_YOUR TASK_.
Going through the entries below, copy out each line that contains "resolution".

Stored items
==*==
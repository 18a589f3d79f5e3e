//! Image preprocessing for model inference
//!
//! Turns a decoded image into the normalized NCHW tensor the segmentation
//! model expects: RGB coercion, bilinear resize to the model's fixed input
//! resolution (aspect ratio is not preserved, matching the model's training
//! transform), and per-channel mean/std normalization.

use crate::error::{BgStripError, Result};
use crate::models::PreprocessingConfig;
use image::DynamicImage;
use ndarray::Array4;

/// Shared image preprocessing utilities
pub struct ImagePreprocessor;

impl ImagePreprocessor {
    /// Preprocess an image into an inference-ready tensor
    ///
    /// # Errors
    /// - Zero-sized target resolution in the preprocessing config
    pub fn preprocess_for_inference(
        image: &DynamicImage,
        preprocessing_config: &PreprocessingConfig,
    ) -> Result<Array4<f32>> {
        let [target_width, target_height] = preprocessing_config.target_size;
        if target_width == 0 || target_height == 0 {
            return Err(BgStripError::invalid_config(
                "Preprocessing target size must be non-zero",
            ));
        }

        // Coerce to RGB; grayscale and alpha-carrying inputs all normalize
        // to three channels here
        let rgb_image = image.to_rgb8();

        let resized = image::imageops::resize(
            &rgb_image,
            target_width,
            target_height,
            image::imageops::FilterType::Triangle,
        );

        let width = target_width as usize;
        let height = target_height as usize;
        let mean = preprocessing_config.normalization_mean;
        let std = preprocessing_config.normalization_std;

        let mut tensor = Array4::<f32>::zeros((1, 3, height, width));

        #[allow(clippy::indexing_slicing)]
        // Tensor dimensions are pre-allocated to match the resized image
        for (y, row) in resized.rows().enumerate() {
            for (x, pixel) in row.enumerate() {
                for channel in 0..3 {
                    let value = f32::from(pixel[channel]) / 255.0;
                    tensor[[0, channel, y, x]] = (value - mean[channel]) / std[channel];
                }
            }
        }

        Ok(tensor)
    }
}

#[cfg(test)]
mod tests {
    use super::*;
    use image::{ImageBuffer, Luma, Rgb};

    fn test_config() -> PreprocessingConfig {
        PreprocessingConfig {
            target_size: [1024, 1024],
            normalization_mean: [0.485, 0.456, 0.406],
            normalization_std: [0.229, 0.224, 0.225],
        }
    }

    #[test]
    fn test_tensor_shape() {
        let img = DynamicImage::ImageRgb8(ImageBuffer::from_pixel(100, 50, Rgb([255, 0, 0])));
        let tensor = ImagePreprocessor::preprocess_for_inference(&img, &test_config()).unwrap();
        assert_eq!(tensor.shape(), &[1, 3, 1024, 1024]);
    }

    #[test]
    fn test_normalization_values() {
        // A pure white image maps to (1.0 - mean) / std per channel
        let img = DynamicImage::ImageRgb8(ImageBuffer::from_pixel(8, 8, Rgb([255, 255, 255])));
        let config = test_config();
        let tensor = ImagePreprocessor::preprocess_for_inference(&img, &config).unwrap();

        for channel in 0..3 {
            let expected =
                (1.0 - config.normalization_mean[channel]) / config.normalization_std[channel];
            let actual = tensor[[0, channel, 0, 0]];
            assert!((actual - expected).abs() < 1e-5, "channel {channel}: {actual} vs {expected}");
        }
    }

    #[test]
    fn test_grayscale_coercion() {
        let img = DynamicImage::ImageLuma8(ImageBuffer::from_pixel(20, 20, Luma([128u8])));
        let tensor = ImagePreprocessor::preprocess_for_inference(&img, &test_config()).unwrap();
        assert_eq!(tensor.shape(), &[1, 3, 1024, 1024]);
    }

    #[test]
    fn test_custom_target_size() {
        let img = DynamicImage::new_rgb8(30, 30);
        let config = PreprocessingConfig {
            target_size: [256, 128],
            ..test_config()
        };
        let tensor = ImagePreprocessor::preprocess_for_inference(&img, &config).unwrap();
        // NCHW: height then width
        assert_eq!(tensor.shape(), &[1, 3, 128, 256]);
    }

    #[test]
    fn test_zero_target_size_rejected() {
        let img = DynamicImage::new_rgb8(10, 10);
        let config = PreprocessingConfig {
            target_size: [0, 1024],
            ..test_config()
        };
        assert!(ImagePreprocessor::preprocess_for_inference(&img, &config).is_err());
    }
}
==*==
_REPLY TO THE EXERCISE_.
//! resolution (aspect ratio is not preserved, matching the model's training
    /// - Zero-sized target resolution in the preprocessing config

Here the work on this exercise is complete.